Neste maluco ano de 2020, presenciamos muitas manifestações paradoxais. Uma delas foi ver Caetano Veloso nas redes sociais pijamoso e chinelo. Irritava-me ouvir às cobranças para que ele fizesse uma live. Ele negando e eu pensando: deixa Caetano quieto, ele não irá fazer qualquer coisa.
Li, também, comentários de pessoas brincando, identificando e justificando certa paralisia de produção. O argumento era: se até Caetano…
E ele, após meses de falsa improdutividade, nos presenteia com o primor – Live de Caetano de Natal. Apresentação somente com voz e violão (não precisa de mais), tendo participação dos seus três filhos – Moreno, Tom e Zeca. Grandes momentos de leveza e delicadeza de Caê. Um pai, avô, compositor “a la Freud”, explico.

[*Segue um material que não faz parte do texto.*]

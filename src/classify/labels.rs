//! The fruit and vegetable label table.

use serde::Serialize;

/// Coarse grouping shown next to a prediction.
#[derive(Clone, Copy, Debug, PartialEq, Eq, Serialize)]
#[serde(rename_all = "lowercase")]
pub enum FoodCategory {
    Fruit,
    Vegetable,
    Unknown,
}

impl std::fmt::Display for FoodCategory {
    fn fmt(&self, f: &mut std::fmt::Formatter<'_>) -> std::fmt::Result {
        let name = match self {
            FoodCategory::Fruit => "Fruit",
            FoodCategory::Vegetable => "Vegetables",
            FoodCategory::Unknown => "Unknown",
        };
        f.write_str(name)
    }
}

use FoodCategory::{Fruit, Vegetable};

/// Output index of the fruit/vegetable model, in order.
pub(crate) const FRUIT_VEG_LABELS: [(&str, FoodCategory); 36] = [
    ("apple", Fruit),
    ("banana", Fruit),
    ("beetroot", Vegetable),
    ("bell pepper", Fruit),
    ("cabbage", Vegetable),
    ("capsicum", Vegetable),
    ("carrot", Vegetable),
    ("cauliflower", Vegetable),
    ("chilli pepper", Fruit),
    ("corn", Vegetable),
    ("cucumber", Vegetable),
    ("eggplant", Vegetable),
    ("garlic", Vegetable),
    ("ginger", Vegetable),
    ("grapes", Fruit),
    ("jalepeno", Fruit),
    ("kiwi", Fruit),
    ("lemon", Fruit),
    ("lettuce", Vegetable),
    ("mango", Fruit),
    ("onion", Vegetable),
    ("orange", Fruit),
    ("paprika", Fruit),
    ("pear", Fruit),
    ("peas", Vegetable),
    ("pineapple", Fruit),
    ("pomegranate", Fruit),
    ("potato", Vegetable),
    ("raddish", Vegetable),
    ("soy beans", Vegetable),
    ("spinach", Vegetable),
    ("sweetcorn", Vegetable),
    ("sweetpotato", Vegetable),
    ("tomato", Vegetable),
    ("turnip", Vegetable),
    ("watermelon", Fruit),
];
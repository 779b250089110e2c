use sqlx::{
    Pool, Sqlite,
    sqlite::{SqliteConnectOptions, SqliteJournalMode, SqlitePoolOptions},
};
use std::{str::FromStr, time::Duration};

pub type ConnectionPool = Pool<Sqlite>;

pub struct ConnectionManager;

impl ConnectionManager {
    /// Builds a lazily connecting pool. The database file is created on the
    /// first acquired connection, so a broken path only surfaces once a query runs.
    pub fn new_pool(
        connection_string: &str,
        max_connections: u32,
    ) -> anyhow::Result<ConnectionPool> {
        let options = SqliteConnectOptions::from_str(connection_string)
            .map_err(|err| anyhow::anyhow!("Invalid database connection string: {}", err))?
            .create_if_missing(true)
            .journal_mode(SqliteJournalMode::Wal)
            .busy_timeout(Duration::from_secs(5));

        let pool = SqlitePoolOptions::new()
            .max_connections(max_connections.max(1))
            .acquire_timeout(Duration::from_secs(5))
            .connect_lazy_with(options);

        Ok(pool)
    }
}

#[cfg(test)]
mod tests {
    use super::*;

    #[tokio::test]
    async fn rejects_unknown_open_mode() {
        assert!(ConnectionManager::new_pool("sqlite://products.db?mode=bogus", 1).is_err());
    }

    #[tokio::test]
    async fn creates_database_file_on_first_use() {
        let dir = tempfile::tempdir().unwrap();
        let path = dir.path().join("catalog.db");
        let url = format!("sqlite://{}", path.display());

        let pool = ConnectionManager::new_pool(&url, 2).unwrap();
        assert!(!path.exists());

        sqlx::query("SELECT 1").execute(&pool).await.unwrap();
        assert!(path.exists());
    }
}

O cantor, empurrando o carrinho de seu neto bebê num passeio diário, observa que no embalo e movimento, ele também produz um som de acalanto e adormece escutando sua própria voz. Inspiração para nova composição “Auto Acalanto de Benjamim”¹. Busquei a letra da música e achei outra preciosidade – Acalanto. Coloco ambas no final da crônica.
Freud, criador da psicanálise, avô igualmente observando seu neto, também fez importante descoberta enquanto a criança empurrava para longe e depois trazia para si um carretel. O cientista percebeu que na brincadeira a criança reproduzia a presença e ausência da mãe.
Voltando a live que foi um acalanto, uma brisa nesse momento onde o real da mortalidade insiste e continua nos assombrando.
Com Caetano sonhamos que “somos filhos de Papai Noel” ou será que somos crias de suas músicas, de sua inspiração?
Ele relata que seu natal “era na areia da praia, era folha de pintangueira, cheiro de pitanga”. Hoje vi um pé de pitanga nas minhas andanças. Estava na rua e carregada de frutos, alguns no chão. Passei olhando, observando a beleza da cor e forma. Agora, impossível passar por uma e não pensar em Caetano.
O artista conta também que tinha um presépio, e que nele, o mundo. Fala que me remeteu a outra, de uma mulher do sertão. Quando perguntaram a ela o que era maior “o Mundo ou o sertão?” A resposta foi: o sertão. Assim foi o presépio de Caê:” tinha tudo”.
Assim são os artistas, se fazem na delicadeza e muitos não precisam de aparatos para se fazerem presentes nas nossas vidas. Somente são! Nada de perfeição, nada de rebuscamento, são!
Ele é Caetano e nos deixa esse presente de Natal.
Acalanto
Dorme que eu vou te embalar
No meu colo quente
Como a lua embala o mar
E a maré embala a gente
Dorme que eu vou te velar
Pela noite quieta
Como a chama do luar
Vela o sono dos poetas
Dorme que eu vou te ninar
No teu canto de criança
Como sempre ouvi meu pai cantar
Um acalanto de esperança.
Vamos esperançar na ação e responsabilidade.